↓

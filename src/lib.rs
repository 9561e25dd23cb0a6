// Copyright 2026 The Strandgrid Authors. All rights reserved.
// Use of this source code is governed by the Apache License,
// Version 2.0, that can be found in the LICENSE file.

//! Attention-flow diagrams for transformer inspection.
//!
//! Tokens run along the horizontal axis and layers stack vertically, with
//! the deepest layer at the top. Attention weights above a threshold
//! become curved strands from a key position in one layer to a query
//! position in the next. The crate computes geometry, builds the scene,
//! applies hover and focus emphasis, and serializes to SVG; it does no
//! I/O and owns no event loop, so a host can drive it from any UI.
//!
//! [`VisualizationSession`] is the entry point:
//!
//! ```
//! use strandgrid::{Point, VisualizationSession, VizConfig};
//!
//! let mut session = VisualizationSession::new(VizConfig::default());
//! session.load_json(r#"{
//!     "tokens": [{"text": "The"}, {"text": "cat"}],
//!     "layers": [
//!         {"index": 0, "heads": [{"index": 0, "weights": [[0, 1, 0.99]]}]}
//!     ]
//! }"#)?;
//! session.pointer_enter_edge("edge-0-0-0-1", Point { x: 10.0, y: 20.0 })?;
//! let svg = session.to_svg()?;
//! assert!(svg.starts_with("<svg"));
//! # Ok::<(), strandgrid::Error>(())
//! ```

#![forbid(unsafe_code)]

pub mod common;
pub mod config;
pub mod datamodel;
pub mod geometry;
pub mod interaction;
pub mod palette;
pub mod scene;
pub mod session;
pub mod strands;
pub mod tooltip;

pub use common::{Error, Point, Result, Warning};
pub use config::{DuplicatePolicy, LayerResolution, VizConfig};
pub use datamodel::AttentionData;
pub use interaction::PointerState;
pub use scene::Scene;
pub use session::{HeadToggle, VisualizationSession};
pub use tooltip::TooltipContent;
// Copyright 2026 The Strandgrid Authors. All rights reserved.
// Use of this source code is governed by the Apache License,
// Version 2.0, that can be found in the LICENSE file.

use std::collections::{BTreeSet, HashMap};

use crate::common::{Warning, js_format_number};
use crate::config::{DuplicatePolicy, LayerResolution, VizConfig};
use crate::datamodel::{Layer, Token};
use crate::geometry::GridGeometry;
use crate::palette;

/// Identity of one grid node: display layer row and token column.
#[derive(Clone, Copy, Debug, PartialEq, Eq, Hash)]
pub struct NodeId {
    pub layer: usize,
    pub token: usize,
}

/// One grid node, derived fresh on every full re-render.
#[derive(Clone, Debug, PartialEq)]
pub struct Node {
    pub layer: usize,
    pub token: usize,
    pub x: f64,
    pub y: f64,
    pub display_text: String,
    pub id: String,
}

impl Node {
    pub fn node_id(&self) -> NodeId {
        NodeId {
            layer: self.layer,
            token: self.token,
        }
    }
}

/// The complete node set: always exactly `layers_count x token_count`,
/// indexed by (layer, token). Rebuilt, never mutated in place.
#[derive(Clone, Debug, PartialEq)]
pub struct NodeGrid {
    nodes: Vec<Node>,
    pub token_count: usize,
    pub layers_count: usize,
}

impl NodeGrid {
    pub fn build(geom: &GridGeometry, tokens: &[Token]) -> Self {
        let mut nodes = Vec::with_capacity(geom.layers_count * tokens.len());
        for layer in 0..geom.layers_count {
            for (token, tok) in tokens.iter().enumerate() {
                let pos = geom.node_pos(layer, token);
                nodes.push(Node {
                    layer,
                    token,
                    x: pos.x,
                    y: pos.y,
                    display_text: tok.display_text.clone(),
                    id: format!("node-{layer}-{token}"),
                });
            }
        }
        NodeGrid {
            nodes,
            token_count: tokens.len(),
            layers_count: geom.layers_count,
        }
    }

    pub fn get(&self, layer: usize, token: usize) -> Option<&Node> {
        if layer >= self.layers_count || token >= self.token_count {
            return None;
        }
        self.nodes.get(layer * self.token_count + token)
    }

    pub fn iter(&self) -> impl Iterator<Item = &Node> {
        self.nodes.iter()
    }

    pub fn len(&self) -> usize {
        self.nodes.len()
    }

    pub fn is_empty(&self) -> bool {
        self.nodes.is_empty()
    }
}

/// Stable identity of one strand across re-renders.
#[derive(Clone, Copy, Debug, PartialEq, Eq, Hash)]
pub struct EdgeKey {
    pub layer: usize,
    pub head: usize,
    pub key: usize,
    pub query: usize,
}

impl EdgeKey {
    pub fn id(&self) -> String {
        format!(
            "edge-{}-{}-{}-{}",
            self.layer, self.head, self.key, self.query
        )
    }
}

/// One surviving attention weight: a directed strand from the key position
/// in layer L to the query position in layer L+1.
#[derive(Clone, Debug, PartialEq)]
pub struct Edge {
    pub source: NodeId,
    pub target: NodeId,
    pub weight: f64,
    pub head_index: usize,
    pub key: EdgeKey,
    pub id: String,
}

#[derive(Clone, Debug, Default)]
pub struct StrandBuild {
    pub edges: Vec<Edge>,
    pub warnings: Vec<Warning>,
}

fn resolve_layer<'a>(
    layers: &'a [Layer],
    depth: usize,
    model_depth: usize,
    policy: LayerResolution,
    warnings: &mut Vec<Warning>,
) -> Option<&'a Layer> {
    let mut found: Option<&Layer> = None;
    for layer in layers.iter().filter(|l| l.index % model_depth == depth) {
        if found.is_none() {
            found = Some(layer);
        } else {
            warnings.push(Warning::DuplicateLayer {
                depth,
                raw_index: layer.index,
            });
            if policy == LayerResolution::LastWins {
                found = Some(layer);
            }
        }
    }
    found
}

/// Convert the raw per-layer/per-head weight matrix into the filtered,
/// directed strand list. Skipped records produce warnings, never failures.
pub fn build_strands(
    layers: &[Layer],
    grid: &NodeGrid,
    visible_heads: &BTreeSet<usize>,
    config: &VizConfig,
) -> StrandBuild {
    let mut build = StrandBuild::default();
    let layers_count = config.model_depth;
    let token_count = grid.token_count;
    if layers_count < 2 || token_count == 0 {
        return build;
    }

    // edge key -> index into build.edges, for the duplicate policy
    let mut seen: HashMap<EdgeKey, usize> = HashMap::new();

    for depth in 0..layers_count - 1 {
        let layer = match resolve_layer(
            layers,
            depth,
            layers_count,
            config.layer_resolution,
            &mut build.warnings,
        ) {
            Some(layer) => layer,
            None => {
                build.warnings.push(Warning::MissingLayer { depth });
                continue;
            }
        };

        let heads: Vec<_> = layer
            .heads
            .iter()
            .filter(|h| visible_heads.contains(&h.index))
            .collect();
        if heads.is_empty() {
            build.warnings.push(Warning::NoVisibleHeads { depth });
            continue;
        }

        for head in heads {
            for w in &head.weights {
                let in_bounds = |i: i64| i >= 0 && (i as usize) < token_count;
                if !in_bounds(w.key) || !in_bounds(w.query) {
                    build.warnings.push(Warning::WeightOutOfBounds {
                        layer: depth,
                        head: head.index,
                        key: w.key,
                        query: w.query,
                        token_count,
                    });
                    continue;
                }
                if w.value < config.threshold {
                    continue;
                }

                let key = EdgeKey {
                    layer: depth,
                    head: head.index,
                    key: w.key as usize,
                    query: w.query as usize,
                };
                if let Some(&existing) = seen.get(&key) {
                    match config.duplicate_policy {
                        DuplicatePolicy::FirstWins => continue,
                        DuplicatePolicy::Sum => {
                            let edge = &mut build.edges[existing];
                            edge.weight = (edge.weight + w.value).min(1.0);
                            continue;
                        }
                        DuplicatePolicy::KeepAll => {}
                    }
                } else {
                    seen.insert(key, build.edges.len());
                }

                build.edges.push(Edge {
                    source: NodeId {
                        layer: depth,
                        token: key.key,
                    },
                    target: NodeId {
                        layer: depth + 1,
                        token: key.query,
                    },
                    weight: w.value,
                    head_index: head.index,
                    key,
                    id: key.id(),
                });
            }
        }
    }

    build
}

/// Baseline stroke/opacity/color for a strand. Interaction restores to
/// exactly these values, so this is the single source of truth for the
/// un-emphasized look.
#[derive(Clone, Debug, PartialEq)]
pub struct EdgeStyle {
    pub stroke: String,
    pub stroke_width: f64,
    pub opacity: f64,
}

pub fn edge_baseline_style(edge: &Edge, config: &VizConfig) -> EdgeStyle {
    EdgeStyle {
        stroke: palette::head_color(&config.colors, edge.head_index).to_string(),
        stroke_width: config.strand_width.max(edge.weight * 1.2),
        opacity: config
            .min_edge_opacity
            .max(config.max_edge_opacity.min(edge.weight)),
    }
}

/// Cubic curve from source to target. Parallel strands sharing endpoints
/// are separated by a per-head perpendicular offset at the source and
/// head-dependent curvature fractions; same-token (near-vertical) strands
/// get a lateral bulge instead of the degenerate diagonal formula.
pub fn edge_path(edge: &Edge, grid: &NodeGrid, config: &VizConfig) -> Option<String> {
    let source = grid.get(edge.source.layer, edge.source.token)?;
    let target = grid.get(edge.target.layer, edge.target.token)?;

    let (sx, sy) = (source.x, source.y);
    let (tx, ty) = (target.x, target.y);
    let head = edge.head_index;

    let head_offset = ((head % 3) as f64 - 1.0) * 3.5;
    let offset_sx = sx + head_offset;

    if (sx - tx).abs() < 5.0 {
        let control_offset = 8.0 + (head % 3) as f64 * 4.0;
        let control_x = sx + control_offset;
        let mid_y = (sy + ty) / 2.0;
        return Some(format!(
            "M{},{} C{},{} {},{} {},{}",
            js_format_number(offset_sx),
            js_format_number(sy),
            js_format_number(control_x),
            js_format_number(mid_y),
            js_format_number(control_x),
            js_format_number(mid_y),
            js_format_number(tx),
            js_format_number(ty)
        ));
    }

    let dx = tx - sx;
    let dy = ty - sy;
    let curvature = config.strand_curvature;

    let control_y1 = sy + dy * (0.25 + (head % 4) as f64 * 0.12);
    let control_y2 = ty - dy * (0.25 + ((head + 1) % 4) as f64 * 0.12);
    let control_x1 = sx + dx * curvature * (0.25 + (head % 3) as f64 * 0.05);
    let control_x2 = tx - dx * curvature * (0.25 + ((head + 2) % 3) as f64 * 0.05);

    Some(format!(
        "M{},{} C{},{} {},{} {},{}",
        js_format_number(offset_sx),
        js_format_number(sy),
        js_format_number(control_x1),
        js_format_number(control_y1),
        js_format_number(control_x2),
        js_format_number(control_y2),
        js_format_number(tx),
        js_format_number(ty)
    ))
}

↑
↓

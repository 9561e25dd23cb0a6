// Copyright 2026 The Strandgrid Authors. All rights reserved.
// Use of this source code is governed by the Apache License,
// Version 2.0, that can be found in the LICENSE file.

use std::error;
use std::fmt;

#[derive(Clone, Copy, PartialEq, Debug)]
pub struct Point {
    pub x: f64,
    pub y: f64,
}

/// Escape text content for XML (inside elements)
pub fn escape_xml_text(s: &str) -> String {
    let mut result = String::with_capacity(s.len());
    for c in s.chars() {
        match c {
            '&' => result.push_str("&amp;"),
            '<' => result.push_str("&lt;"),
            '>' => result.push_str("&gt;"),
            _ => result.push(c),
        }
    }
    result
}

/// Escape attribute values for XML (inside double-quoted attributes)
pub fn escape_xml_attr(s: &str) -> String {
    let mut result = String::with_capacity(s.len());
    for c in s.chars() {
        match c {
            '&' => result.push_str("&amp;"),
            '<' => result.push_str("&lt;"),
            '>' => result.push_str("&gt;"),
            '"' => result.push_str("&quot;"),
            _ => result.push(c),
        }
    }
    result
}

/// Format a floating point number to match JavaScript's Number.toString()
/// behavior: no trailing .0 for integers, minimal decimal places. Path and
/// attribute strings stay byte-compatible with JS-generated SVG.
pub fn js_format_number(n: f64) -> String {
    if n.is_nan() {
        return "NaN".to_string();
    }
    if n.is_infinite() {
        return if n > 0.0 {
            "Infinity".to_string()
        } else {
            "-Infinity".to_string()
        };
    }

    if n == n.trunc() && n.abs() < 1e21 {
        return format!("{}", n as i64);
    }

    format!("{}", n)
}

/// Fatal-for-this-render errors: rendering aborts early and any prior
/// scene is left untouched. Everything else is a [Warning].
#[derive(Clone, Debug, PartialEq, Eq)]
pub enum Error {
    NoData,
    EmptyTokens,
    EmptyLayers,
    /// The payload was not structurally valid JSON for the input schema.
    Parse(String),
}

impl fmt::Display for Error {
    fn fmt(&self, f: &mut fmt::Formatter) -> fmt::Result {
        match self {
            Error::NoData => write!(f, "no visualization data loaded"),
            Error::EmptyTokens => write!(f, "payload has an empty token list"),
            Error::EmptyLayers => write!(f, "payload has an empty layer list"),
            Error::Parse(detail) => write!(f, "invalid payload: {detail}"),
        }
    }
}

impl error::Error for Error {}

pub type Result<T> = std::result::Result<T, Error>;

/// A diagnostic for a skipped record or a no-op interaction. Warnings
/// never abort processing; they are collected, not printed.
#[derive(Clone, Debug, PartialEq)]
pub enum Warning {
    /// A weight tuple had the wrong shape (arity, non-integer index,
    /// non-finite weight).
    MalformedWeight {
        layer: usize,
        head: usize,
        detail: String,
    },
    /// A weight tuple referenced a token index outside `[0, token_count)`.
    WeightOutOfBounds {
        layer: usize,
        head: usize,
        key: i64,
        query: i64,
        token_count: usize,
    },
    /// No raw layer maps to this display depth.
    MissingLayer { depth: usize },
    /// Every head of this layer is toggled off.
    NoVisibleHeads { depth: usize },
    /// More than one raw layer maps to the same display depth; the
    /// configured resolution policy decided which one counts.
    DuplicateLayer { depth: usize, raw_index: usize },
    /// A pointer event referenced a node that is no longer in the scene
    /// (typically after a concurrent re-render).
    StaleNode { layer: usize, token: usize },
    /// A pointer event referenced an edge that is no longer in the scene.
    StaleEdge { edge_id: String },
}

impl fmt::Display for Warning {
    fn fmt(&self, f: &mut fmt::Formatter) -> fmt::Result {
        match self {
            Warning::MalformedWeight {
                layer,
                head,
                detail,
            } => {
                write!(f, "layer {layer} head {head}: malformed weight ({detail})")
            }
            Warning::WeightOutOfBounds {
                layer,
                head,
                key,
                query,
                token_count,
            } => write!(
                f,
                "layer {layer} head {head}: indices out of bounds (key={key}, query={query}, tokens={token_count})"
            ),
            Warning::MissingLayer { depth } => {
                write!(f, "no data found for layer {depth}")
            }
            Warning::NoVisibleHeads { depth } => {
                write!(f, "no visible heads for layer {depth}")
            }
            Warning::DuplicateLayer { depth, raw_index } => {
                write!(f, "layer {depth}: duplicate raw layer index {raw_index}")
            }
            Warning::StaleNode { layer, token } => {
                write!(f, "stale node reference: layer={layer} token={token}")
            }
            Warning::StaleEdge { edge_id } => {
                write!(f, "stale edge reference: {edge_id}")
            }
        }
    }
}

↑

# Task brief:
Find every line of the data that includes the string "scene". Copy each of those lines.

# Completed exercise:
//! position in the next. The crate computes geometry, builds the scene,
pub mod scene;
pub use scene::Scene;
/// scene is left untouched. Everything else is a [Warning].
    /// A pointer event referenced a node that is no longer in the scene
    /// A pointer event referenced an edge that is no longer in the scene.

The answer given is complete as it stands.